Kursk, Sumy e il nuovo equilibrio della guerra

In Russia nulla avviene per caso, soprattutto quando si tratta di comunicazione strategica. L’annuncio della riconquista completa della regione di Kursk, invasa e in parte occupata dagli ucraini nell’agosto scorso, va letto non solo come un fatto militare ma come un gesto politico a tutto campo.
Non è tanto il contenuto a contare, ma il modo scelto per raccontarlo. A comunicare la notizia a Vladimir Putin è stato Valerij Gerasimov, capo di stato maggiore. Non il nuovo ministro della Difesa, Andrej Belousov, tecnico civile senza radici militari, ma il generale che da cinquant’anni incarna l’anima tradizionale delle forze armate russe. Putin ascolta Gerasimov con finta sorpresa, come se l’aggiornamento fosse una formalità.
Il messaggio interno è chiaro:
- La vittoria non è un evento eccezionale, è la naturale conseguenza dell’ordine ristabilito.
- L’esercito resta l’asse portante del sistema di potere, immune dai rimescolamenti politici.
- La guerra non è una crisi, ma un processo amministrato con disciplina e metodo.
Questo schema protegge la percezione di stabilità interna, rinforzando il legame tra la leadership e la base militare che ha garantito la sopravvivenza del regime nei momenti più critici. Nel resoconto ufficiale, Gerasimov si sofferma a elogiare il “coraggio dei soldati nordcoreani” che avrebbero combattuto nella regione di Kursk.

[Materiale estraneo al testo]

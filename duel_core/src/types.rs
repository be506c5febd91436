//! Core enums shared across the duel engine

use serde::{Deserialize, Serialize};

/// How a hit is mitigated by the defender
#[derive(Debug, Clone, Copy, PartialEq, Eq, Hash, Serialize, Deserialize)]
#[serde(rename_all = "snake_case")]
pub enum DamageType {
    /// Reduced by armor (after armor penetration)
    Physical,
    /// Reduced by magic resist
    Magic,
    /// Never reduced
    True,
}

/// One of the two combatants in a duel
#[derive(Debug, Clone, Copy, PartialEq, Eq, Hash, Serialize, Deserialize)]
#[serde(rename_all = "snake_case")]
pub enum Side {
    #[serde(alias = "a")]
    SideA,
    #[serde(alias = "b")]
    SideB,
}

impl Side {
    /// The other combatant
    pub fn opponent(self) -> Side {
        match self {
            Side::SideA => Side::SideB,
            Side::SideB => Side::SideA,
        }
    }
}

/// Ability slot on a champion's kit
#[derive(Debug, Clone, Copy, PartialEq, Eq, Hash, Serialize, Deserialize)]
#[serde(rename_all = "snake_case")]
pub enum AbilitySlot {
    Q,
    W,
    E,
    R,
}

impl AbilitySlot {
    /// All slots in casting order
    pub fn all() -> &'static [AbilitySlot] {
        &[AbilitySlot::Q, AbilitySlot::W, AbilitySlot::E, AbilitySlot::R]
    }

    /// Whether this is the ultimate slot
    pub fn is_ultimate(self) -> bool {
        matches!(self, AbilitySlot::R)
    }
}

/// Stage of the game where a champion is strongest (display only)
#[derive(Debug, Clone, Copy, PartialEq, Eq, Hash, Serialize, Deserialize)]
#[serde(rename_all = "snake_case")]
pub enum StrongPhase {
    Early,
    Mid,
    Late,
}

#[cfg(test)]
mod tests {
    use super::*;

    #[test]
    fn test_opponent() {
        assert_eq!(Side::SideA.opponent(), Side::SideB);
        assert_eq!(Side::SideB.opponent(), Side::SideA);
    }

    #[test]
    fn test_slot_order() {
        let slots = AbilitySlot::all();
        assert_eq!(slots.len(), 4);
        assert_eq!(slots[0], AbilitySlot::Q);
        assert!(slots[3].is_ultimate());
        assert!(!slots[0].is_ultimate());
    }

    #[test]
    fn test_damage_type_names() {
        let parsed: DamageType = toml::Value::String("true".into()).try_into().unwrap();
        assert_eq!(parsed, DamageType::True);
    }
}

Non un dettaglio folkloristico, ma un gesto calcolato che segnala all’Occidente che la Russia ha alleanze operative, anche scomode, legittima l’aiuto militare della Corea del Nord come parte integrante del conflitto e normalizza la cooperazione con paesi tradizionalmente esclusi dai giochi globali. Il messaggio è diretto: la Russia non è isolata come vorrebbero i suoi avversari.
In parallelo, Mosca annuncia la creazione di una testa di ponte nella regione ucraina di Sumy. Non è solo una manovra tattica ma costituisce una risposta simmetrica all’incursione ucraina su Kursk, una carta negoziale per alzare il prezzo di una futura tregua e un avvertimento concreto: la Russia può portare la guerra in profondità nel territorio ucraino, se necessario.

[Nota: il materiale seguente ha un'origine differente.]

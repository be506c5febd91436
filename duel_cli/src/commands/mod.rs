//! Subcommands

mod build;
mod counters;
mod fight;

pub use build::Build;
pub use counters::Counters;
pub use fight::Fight;

use anyhow::{Context, Result};
use clap::Args;
use duel_core::config::{default_catalog, Catalog};
use std::path::PathBuf;

/// Where champion and item data come from
#[derive(Args, Debug)]
pub struct CatalogArgs {
    /// Champion catalog TOML (defaults to the built-in one)
    #[arg(long, requires = "item_catalog")]
    pub champion_catalog: Option<PathBuf>,

    /// Item catalog TOML (defaults to the built-in one)
    #[arg(long, requires = "champion_catalog")]
    pub item_catalog: Option<PathBuf>,
}

impl CatalogArgs {
    pub fn load(&self) -> Result<Catalog> {
        match (&self.champion_catalog, &self.item_catalog) {
            (Some(champions), Some(items)) => {
                Catalog::load(champions, items).with_context(|| {
                    format!("loading {} and {}", champions.display(), items.display())
                })
            }
            _ => default_catalog().context("loading built-in catalog"),
        }
    }
}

La testa di ponte a Sumy rafforza la posizione russa nei negoziati che si profilano dietro le quinte, in cui Washington esercita pressioni su Kiev affinché accetti una pace “imperfetta”, lasciando alla Russia parte dei territori occupati. La fallita offensiva ucraina nella regione di Kursk, celebrata mesi fa come un grande successo, si è tradotta in pesanti perdite umane (75.000 tra morti e feriti secondo fonti russe) a fronte di nessun vantaggio strategico.
La realtà si è rivelata più dura della narrazione: le forze ucraine non solo non hanno destabilizzato il fronte russo, ma hanno anche esaurito preziose riserve in una regione secondaria, lasciando altre aree esposte. Mentre la Russia rafforza la sua posizione sul campo e nelle trattative, l’Europa continua a oscillare tra proclami bellici e indecisioni strategiche.

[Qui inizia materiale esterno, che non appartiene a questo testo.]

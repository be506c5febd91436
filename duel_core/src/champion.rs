//! Champion templates - immutable reference data loaded from the catalog

use crate::types::{AbilitySlot, DamageType, StrongPhase};
use serde::{Deserialize, Serialize};

/// A playable champion as described by the catalog
#[derive(Debug, Clone, PartialEq, Serialize, Deserialize)]
pub struct ChampionTemplate {
    pub id: String,
    pub name: String,
    pub role: String,
    pub icon: String,
    pub base_stats: BaseStats,
    pub skills: AbilityKit,
    /// Milestone descriptions (display only)
    #[serde(default)]
    pub power_spikes: Vec<String>,
    pub strong_phase: StrongPhase,
    /// Champions that counter this one
    #[serde(default, skip_serializing_if = "Vec::is_empty")]
    pub counters: Vec<CounterRelation>,
    /// Champions this one counters
    #[serde(default, skip_serializing_if = "Vec::is_empty")]
    pub beats: Vec<CounterRelation>,
}

/// How strongly one champion counters another
#[derive(Debug, Clone, Copy, PartialEq, Eq, PartialOrd, Ord, Hash, Serialize, Deserialize)]
#[serde(rename_all = "snake_case")]
pub enum CounterLevel {
    Hard,
    Moderate,
    Soft,
}

impl CounterLevel {
    pub fn label(&self) -> &'static str {
        match self {
            CounterLevel::Hard => "hard",
            CounterLevel::Moderate => "moderate",
            CounterLevel::Soft => "soft",
        }
    }
}

/// A counter relation towards another champion in the catalog
#[derive(Debug, Clone, PartialEq, Serialize, Deserialize)]
pub struct CounterRelation {
    /// Id of the other champion
    pub target: String,
    pub level: CounterLevel,
    pub reasons: Vec<String>,
}

/// Level 1 stats plus per-level growth
///
/// hp, attack, armor and magic resist grow linearly. Attack speed grows
/// multiplicatively: `attack_speed * (1 + attack_speed_growth * (level - 1))`.
/// Move speed never grows.
#[derive(Debug, Clone, Copy, PartialEq, Serialize, Deserialize)]
pub struct BaseStats {
    pub hp: f64,
    pub hp_growth: f64,
    pub attack: f64,
    pub attack_growth: f64,
    pub armor: f64,
    pub armor_growth: f64,
    pub magic_resist: f64,
    pub magic_resist_growth: f64,
    /// Attacks per second at level 1
    pub attack_speed: f64,
    /// Fractional growth per level (0.03 = 3%)
    pub attack_speed_growth: f64,
    pub move_speed: f64,
}

/// The fixed four-ability kit
#[derive(Debug, Clone, PartialEq, Serialize, Deserialize)]
pub struct AbilityKit {
    pub q: Ability,
    pub w: Ability,
    pub e: Ability,
    pub r: Ability,
}

impl AbilityKit {
    /// Get the ability in a slot
    pub fn get(&self, slot: AbilitySlot) -> &Ability {
        match slot {
            AbilitySlot::Q => &self.q,
            AbilitySlot::W => &self.w,
            AbilitySlot::E => &self.e,
            AbilitySlot::R => &self.r,
        }
    }

    /// Iterate abilities in Q, W, E, R order
    pub fn iter(&self) -> impl Iterator<Item = (AbilitySlot, &Ability)> {
        AbilitySlot::all().iter().map(move |slot| (*slot, self.get(*slot)))
    }
}

/// A single ability
#[derive(Debug, Clone, PartialEq, Serialize, Deserialize)]
pub struct Ability {
    pub name: String,
    /// Flat damage before scaling
    pub damage: f64,
    pub damage_type: DamageType,
    /// Seconds (display only)
    #[serde(default)]
    pub cooldown: f64,
    #[serde(default)]
    pub scaling: AbilityScaling,
    #[serde(default)]
    pub description: String,
}

impl Ability {
    /// Damage before mitigation for an attacker with the given attack
    pub fn raw_damage(&self, attack: f64) -> f64 {
        self.damage + self.scaling.attack.unwrap_or(0.0) * attack
    }
}

/// Ratio scalings on an ability
///
/// Only `attack` feeds the damage formulas; the others are kept for display.
#[derive(Debug, Clone, Copy, Default, PartialEq, Serialize, Deserialize)]
pub struct AbilityScaling {
    #[serde(default, skip_serializing_if = "Option::is_none")]
    pub attack: Option<f64>,
    #[serde(default, skip_serializing_if = "Option::is_none")]
    pub ability_power: Option<f64>,
    #[serde(default, skip_serializing_if = "Option::is_none")]
    pub hp: Option<f64>,
}


#[cfg(test)]
mod tests {
    use super::testing::bruiser;
    use super::CounterLevel;

    #[test]
    fn test_raw_damage_uses_attack_ratio() {
        let champ = bruiser("test");
        // 60 + 1.0 * 100
        assert!((champ.skills.q.raw_damage(100.0) - 160.0).abs() < f64::EPSILON);
        // No attack ratio means flat damage only
        let mut hex = champ.skills.w.clone();
        hex.scaling.attack = None;
        assert!((hex.raw_damage(500.0) - 80.0).abs() < f64::EPSILON);
    }

    #[test]
    fn test_counter_levels_order_hardest_first() {
        let mut levels = vec![CounterLevel::Soft, CounterLevel::Hard, CounterLevel::Moderate];
        levels.sort();
        assert_eq!(levels, vec![CounterLevel::Hard, CounterLevel::Moderate, CounterLevel::Soft]);
        assert_eq!(CounterLevel::Moderate.label(), "moderate");
    }

    #[test]
    fn test_kit_iter_order() {
        let champ = bruiser("test");
        let names: Vec<_> = champ.skills.iter().map(|(_, a)| a.name.as_str()).collect();
        assert_eq!(names, vec!["Cleave", "Hex", "Lunge", "Execute"]);
    }
}
//! EffectiveStats - the flattened stat record the damage formulas consume

use crate::defense::compute_effective_hp;
use serde::{Deserialize, Serialize};

/// Effective stats of a champion at a level with a loadout
///
/// Recomputed on every query, never persisted. Percent-valued fields are on
/// a 0-100 scale; `crit_damage` is the percent of normal damage a critical
/// strike deals (175 = 175%).
#[derive(Debug, Clone, Copy, PartialEq, Serialize, Deserialize)]
pub struct EffectiveStats {
    pub hp: f64,
    pub attack: f64,
    pub armor: f64,
    pub magic_resist: f64,
    pub attack_speed: f64,
    pub crit_chance: f64,
    pub crit_damage: f64,
    pub lifesteal: f64,
    /// Flat armor penetration
    pub armor_penetration: f64,
    pub move_speed: f64,
}

impl EffectiveStats {
    /// Statistical expectation of one basic attack before mitigation
    ///
    /// `attack × (1 + crit_chance/100 × crit_damage/100)`; crit chance is not
    /// capped at 100.
    pub fn expected_hit_damage(&self) -> f64 {
        self.attack * (1.0 + (self.crit_chance / 100.0) * (self.crit_damage / 100.0))
    }

    /// Blended survivability of this stat line
    pub fn effective_hp(&self) -> f64 {
        compute_effective_hp(self.hp, self.armor, self.magic_resist)
    }
}
//! Combat - duel simulation between two champions

mod factors;
mod odds;
mod result;
mod settings;
mod simulation;

pub use factors::{
    key_factors, FactorInputs, BURST_GAP_FACTOR, FIORA_PARRY_FACTOR, FIRST_STRIKE_FACTOR,
    JAX_DODGE_FACTOR, LIFESTEAL_FACTOR, LOW_HIT_RATE_FACTOR,
};
pub use odds::{estimate_win_rate, DuelRatios};
pub use result::{DamageBreakdown, FightResult, Winner};
pub use settings::{CombatSettings, OperationTier};
pub use simulation::{simulate_fight, simulate_fight_with, Duel, FightPhase};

Sostenere l’Ucraina è diventato un dogma, ma senza un chiaro obiettivo finale. Non è chiaro se si punti ancora a una vittoria militare — ormai improbabile — o semplicemente a un logoramento reciproco che compri tempo per il riarmo europeo.
Di fronte alla nuova fase della guerra, caratterizzata non più dallo slancio offensivo ucraino ma dalla progressiva avanzata russa, l’assenza di una strategia europea diventa un rischio esistenziale. Senza una revisione profonda degli obiettivi e dei mezzi, l’Europa rischia di trasformare la resistenza ucraina in un sacrificio sterile.
La guerra, ancora una volta, non si vince solo con le emozioni. Si vince con il realismo, la lucidità e la capacità di adattarsi a un terreno che cambia.
Giuseppe Gagliano è Presidente del Centro Studi Strategici Carlo de Cristoforis (Cestudec)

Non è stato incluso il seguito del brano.